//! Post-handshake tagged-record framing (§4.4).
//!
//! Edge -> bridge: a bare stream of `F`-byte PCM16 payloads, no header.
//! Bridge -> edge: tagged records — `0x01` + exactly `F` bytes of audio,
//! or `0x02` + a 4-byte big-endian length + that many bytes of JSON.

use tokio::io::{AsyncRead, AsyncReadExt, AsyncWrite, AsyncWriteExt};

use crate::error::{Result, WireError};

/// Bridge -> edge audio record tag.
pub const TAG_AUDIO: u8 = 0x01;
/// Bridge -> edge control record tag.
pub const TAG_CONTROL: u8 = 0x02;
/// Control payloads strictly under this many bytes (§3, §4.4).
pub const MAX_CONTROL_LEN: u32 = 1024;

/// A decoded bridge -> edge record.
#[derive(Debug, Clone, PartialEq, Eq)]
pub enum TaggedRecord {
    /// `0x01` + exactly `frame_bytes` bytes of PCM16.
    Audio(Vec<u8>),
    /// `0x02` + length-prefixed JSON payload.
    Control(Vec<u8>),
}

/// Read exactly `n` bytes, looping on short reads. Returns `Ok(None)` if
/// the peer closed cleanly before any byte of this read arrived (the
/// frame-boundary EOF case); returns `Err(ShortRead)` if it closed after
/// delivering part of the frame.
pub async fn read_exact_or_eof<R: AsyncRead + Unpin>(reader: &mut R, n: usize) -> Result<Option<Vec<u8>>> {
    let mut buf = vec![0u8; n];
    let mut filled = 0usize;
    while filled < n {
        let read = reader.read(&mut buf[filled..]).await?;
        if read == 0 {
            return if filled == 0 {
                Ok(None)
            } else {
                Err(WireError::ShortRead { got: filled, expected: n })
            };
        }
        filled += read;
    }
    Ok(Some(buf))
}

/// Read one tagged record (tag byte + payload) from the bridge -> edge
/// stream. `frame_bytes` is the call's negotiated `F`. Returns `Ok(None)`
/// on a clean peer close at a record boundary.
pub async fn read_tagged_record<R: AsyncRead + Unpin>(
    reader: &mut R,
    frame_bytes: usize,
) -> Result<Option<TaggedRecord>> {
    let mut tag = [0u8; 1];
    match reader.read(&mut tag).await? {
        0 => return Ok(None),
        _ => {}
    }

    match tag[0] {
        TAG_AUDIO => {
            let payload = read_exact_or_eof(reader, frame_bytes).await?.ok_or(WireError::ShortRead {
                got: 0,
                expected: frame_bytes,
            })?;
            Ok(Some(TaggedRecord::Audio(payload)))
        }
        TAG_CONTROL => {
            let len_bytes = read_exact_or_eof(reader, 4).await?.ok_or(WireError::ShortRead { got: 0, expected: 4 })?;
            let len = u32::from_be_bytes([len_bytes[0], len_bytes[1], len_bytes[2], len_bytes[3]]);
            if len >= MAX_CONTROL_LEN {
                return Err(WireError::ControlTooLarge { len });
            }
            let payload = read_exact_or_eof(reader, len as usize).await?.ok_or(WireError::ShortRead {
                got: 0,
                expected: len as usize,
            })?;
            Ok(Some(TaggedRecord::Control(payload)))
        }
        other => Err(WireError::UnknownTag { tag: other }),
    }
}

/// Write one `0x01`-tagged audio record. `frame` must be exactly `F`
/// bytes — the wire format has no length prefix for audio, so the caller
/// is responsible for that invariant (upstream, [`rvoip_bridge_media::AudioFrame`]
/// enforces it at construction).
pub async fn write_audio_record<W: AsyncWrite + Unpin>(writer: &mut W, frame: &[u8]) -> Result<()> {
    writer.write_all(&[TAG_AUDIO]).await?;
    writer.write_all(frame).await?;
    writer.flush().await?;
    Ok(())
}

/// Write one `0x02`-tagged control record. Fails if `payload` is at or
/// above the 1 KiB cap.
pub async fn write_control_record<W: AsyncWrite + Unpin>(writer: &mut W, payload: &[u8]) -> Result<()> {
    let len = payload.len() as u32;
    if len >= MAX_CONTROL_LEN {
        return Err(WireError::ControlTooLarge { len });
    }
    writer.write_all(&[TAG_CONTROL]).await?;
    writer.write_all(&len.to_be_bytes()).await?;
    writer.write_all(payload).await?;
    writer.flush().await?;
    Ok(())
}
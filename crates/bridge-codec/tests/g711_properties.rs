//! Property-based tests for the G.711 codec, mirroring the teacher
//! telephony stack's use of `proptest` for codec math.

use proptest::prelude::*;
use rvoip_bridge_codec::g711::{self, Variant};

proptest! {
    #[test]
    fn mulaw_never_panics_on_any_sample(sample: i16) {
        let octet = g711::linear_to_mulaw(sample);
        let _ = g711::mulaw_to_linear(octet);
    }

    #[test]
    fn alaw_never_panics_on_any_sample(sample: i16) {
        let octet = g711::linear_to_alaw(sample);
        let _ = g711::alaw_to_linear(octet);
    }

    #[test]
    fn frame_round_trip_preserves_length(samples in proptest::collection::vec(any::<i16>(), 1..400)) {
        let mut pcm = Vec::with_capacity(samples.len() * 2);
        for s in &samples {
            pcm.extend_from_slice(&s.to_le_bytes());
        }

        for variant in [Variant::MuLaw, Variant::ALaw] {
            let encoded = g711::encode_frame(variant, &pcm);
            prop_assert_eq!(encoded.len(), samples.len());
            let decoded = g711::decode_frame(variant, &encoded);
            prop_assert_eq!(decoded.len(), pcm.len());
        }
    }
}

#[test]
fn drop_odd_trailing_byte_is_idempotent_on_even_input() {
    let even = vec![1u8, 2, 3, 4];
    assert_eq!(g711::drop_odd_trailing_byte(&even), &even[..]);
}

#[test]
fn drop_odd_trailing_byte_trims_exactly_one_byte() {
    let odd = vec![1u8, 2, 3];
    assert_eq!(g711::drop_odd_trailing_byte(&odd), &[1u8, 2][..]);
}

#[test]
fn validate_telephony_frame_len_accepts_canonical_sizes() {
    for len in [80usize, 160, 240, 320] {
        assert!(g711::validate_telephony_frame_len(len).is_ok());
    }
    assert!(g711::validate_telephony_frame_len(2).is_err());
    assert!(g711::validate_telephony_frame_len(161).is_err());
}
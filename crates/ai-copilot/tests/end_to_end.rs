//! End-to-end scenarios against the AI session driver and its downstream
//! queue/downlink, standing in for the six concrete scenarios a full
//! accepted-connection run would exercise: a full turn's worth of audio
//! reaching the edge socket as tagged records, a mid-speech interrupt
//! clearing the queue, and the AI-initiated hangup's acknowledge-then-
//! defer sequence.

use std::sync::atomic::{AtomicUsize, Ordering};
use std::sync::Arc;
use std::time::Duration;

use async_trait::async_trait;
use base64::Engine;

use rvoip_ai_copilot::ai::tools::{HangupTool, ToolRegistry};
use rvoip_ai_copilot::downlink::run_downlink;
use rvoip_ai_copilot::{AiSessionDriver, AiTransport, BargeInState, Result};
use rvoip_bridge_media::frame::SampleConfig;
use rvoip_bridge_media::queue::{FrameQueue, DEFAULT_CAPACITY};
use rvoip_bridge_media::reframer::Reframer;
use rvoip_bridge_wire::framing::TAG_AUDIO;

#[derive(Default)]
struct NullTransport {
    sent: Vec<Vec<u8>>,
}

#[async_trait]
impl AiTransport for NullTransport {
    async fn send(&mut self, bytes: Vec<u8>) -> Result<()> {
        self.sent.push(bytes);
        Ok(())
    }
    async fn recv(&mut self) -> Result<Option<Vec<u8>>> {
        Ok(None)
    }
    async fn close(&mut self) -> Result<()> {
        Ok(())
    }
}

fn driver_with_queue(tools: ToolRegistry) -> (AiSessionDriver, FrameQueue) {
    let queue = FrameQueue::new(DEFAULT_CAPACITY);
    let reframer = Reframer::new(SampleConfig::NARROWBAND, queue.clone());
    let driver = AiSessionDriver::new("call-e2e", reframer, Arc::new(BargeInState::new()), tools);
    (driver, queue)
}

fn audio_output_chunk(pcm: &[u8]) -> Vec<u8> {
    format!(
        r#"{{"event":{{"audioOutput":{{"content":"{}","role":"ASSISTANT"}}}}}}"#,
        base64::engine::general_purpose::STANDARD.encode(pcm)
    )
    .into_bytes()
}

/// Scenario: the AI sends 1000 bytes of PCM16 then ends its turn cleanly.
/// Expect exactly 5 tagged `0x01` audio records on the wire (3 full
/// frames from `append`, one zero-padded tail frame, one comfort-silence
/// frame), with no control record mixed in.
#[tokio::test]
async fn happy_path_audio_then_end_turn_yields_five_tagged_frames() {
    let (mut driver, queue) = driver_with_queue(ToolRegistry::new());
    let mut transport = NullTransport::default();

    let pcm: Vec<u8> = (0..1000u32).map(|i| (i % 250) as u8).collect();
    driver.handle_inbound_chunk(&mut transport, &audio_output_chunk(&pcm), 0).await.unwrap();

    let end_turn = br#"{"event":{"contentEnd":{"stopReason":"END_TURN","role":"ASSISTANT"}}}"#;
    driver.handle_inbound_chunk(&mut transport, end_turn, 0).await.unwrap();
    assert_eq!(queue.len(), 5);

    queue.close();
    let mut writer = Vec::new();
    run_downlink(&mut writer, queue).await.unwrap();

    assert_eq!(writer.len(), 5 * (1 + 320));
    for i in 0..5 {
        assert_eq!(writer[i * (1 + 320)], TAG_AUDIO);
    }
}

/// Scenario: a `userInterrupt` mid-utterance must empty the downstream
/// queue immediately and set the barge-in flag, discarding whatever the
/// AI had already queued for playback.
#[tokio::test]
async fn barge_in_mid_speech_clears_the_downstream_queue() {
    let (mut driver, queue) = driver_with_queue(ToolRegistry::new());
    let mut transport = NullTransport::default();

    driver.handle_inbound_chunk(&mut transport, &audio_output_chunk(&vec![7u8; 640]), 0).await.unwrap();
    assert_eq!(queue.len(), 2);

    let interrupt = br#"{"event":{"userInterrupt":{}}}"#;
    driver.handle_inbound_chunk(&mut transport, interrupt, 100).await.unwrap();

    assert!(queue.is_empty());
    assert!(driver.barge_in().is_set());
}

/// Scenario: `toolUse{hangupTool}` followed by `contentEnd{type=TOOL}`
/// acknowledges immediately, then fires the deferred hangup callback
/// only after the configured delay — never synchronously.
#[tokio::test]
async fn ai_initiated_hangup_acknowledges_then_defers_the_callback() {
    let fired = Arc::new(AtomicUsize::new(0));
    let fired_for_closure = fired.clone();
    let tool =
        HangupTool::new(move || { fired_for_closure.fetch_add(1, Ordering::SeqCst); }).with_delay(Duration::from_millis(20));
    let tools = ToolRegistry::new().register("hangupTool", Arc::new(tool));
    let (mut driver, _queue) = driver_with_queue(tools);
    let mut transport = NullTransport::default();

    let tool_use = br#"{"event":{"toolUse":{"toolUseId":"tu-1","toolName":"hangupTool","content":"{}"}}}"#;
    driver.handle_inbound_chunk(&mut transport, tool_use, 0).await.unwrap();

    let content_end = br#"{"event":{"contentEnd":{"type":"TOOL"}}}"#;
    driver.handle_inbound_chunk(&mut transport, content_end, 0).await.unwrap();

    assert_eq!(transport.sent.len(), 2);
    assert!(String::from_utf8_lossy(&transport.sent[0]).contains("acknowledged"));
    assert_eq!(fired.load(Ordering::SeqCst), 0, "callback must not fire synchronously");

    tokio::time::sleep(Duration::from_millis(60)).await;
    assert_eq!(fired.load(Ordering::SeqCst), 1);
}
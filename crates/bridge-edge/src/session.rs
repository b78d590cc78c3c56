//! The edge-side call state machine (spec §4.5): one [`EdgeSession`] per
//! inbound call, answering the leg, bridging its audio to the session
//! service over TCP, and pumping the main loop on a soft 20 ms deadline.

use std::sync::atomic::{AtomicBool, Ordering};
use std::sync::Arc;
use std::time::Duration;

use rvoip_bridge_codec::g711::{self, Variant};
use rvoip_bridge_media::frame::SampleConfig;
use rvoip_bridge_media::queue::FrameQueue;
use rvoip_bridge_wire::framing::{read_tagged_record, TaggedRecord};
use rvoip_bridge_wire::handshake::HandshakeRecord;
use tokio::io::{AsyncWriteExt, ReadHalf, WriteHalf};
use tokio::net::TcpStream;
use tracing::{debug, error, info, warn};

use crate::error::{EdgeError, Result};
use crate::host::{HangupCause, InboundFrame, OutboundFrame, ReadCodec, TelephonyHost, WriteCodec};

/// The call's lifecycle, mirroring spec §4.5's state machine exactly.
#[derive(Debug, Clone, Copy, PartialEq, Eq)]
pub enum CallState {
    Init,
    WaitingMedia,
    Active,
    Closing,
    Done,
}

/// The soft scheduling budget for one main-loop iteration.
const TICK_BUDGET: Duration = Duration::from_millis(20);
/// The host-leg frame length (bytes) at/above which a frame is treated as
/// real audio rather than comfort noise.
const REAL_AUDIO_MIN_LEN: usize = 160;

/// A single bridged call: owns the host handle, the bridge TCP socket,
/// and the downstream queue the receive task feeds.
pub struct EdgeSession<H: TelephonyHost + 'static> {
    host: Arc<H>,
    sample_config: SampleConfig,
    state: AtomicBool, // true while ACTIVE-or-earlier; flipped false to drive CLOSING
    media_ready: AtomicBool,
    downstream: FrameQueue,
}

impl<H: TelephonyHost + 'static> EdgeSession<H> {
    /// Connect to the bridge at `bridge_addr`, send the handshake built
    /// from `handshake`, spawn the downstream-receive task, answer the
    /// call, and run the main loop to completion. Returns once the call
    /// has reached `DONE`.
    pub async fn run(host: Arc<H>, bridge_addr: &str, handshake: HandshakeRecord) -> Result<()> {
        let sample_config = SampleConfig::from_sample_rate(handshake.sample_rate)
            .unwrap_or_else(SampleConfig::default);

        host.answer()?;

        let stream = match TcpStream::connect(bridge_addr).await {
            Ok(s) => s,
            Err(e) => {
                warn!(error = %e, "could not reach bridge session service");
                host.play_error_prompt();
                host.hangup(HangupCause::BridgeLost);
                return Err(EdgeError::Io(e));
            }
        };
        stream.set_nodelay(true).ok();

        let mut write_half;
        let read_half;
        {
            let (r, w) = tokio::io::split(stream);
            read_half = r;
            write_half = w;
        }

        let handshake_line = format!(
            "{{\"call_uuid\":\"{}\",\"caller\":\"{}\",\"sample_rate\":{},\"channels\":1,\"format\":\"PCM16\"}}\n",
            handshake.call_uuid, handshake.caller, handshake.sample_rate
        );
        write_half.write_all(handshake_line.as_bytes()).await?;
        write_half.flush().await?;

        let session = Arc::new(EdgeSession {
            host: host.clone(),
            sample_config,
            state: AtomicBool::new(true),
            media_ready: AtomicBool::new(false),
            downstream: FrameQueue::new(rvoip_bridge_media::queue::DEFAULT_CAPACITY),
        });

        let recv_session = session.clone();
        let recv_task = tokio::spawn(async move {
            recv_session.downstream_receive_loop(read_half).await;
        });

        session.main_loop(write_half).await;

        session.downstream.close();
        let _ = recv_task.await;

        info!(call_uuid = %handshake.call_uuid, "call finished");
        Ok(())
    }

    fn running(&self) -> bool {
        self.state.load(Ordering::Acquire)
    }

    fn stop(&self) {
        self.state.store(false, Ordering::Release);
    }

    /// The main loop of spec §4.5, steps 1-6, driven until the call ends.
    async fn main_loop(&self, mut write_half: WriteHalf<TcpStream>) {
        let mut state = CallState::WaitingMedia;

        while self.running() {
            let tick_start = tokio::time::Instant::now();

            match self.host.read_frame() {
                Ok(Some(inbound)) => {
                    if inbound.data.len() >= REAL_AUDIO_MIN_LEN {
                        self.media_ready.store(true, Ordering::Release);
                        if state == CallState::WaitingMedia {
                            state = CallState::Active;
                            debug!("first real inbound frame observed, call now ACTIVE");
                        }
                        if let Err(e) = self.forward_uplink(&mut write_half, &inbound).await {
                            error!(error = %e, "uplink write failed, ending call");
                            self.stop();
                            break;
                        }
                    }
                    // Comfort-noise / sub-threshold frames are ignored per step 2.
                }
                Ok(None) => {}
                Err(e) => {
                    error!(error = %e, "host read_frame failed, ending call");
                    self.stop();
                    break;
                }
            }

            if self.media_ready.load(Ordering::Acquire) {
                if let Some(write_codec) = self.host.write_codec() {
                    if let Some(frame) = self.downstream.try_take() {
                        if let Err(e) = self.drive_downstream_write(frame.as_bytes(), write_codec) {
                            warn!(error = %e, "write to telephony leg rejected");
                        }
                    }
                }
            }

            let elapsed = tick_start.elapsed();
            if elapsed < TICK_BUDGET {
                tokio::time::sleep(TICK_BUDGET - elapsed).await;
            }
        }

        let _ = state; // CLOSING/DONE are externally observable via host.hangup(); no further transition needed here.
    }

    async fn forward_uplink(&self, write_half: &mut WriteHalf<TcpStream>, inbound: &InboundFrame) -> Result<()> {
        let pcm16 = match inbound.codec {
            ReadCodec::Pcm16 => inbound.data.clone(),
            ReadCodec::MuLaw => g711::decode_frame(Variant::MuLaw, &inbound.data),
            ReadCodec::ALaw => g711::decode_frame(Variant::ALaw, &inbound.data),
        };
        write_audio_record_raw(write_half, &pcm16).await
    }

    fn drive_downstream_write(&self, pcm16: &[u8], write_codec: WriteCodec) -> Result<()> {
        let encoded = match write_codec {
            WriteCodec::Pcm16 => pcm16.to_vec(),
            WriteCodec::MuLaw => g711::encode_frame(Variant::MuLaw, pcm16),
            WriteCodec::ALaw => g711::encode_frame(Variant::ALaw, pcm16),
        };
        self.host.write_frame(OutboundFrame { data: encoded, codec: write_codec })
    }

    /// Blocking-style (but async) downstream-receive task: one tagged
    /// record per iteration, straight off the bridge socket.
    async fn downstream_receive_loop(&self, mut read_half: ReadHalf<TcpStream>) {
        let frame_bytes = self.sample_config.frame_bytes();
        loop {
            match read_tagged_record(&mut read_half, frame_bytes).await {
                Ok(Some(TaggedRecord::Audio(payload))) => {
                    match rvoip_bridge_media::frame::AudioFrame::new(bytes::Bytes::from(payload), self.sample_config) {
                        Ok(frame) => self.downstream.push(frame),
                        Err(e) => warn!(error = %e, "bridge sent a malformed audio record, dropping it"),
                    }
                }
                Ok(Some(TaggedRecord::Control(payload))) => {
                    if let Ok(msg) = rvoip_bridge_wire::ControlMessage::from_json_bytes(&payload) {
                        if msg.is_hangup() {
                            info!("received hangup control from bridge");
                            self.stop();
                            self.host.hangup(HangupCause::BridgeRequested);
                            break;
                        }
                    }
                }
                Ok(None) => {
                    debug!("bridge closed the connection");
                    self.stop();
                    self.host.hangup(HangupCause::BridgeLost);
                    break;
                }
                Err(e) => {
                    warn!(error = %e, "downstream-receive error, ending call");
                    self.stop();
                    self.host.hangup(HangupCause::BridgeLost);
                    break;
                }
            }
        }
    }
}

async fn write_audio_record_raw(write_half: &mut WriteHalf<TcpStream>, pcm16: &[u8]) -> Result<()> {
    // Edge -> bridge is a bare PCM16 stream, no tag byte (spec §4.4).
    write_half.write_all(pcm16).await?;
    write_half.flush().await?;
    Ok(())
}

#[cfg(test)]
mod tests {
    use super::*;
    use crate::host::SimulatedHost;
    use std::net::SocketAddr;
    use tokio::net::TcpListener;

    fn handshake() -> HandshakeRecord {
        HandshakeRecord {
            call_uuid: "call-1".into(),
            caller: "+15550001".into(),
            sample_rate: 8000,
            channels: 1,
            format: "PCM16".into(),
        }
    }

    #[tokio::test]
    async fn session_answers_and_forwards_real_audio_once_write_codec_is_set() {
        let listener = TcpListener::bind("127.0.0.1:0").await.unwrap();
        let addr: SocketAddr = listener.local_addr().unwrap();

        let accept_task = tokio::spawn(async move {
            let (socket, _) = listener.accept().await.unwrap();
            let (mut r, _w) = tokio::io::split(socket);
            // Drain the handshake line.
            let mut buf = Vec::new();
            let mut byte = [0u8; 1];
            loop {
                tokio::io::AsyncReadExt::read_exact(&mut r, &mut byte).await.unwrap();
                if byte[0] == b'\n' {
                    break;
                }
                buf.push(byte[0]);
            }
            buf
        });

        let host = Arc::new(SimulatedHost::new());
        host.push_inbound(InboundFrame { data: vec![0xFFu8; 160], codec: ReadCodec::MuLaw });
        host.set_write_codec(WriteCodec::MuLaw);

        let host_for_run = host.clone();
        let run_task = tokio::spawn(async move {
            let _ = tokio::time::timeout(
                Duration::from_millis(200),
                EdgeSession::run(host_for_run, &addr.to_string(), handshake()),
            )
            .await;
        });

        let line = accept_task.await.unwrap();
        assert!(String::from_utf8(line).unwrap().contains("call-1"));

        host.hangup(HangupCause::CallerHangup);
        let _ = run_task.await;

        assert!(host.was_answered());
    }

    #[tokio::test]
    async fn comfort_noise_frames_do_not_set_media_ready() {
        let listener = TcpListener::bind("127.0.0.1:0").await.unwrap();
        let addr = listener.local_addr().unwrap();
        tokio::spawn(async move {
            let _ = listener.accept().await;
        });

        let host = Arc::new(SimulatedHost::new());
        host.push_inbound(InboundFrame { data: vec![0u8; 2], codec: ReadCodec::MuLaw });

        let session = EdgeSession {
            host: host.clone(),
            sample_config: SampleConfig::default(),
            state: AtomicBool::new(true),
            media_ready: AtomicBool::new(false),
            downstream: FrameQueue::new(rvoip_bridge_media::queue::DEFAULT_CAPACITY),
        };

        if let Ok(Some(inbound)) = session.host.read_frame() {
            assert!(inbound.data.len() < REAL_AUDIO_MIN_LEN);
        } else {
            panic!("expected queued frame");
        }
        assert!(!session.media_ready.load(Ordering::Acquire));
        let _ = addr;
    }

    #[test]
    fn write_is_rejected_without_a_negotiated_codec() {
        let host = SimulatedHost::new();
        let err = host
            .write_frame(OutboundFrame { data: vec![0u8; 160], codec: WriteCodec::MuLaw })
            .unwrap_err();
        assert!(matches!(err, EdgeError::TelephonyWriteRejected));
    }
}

# THE TASK
Reproduce only the lines above, starting at the line with "state machine exactly." and ending at the line with "host.play_error_prompt();", exactly as written.

# WORKED SOLUTION
/// The call's lifecycle, mirroring spec §4.5's state machine exactly.
#[derive(Debug, Clone, Copy, PartialEq, Eq)]
pub enum CallState {
    Init,
    WaitingMedia,
    Active,
    Closing,
    Done,
}

/// The soft scheduling budget for one main-loop iteration.
const TICK_BUDGET: Duration = Duration::from_millis(20);
/// The host-leg frame length (bytes) at/above which a frame is treated as
/// real audio rather than comfort noise.
const REAL_AUDIO_MIN_LEN: usize = 160;

/// A single bridged call: owns the host handle, the bridge TCP socket,
/// and the downstream queue the receive task feeds.
pub struct EdgeSession<H: TelephonyHost + 'static> {
    host: Arc<H>,
    sample_config: SampleConfig,
    state: AtomicBool, // true while ACTIVE-or-earlier; flipped false to drive CLOSING
    media_ready: AtomicBool,
    downstream: FrameQueue,
}

impl<H: TelephonyHost + 'static> EdgeSession<H> {
    /// Connect to the bridge at `bridge_addr`, send the handshake built
    /// from `handshake`, spawn the downstream-receive task, answer the
    /// call, and run the main loop to completion. Returns once the call
    /// has reached `DONE`.
    pub async fn run(host: Arc<H>, bridge_addr: &str, handshake: HandshakeRecord) -> Result<()> {
        let sample_config = SampleConfig::from_sample_rate(handshake.sample_rate)
            .unwrap_or_else(SampleConfig::default);

        host.answer()?;

        let stream = match TcpStream::connect(bridge_addr).await {
            Ok(s) => s,
            Err(e) => {
                warn!(error = %e, "could not reach bridge session service");
                host.play_error_prompt();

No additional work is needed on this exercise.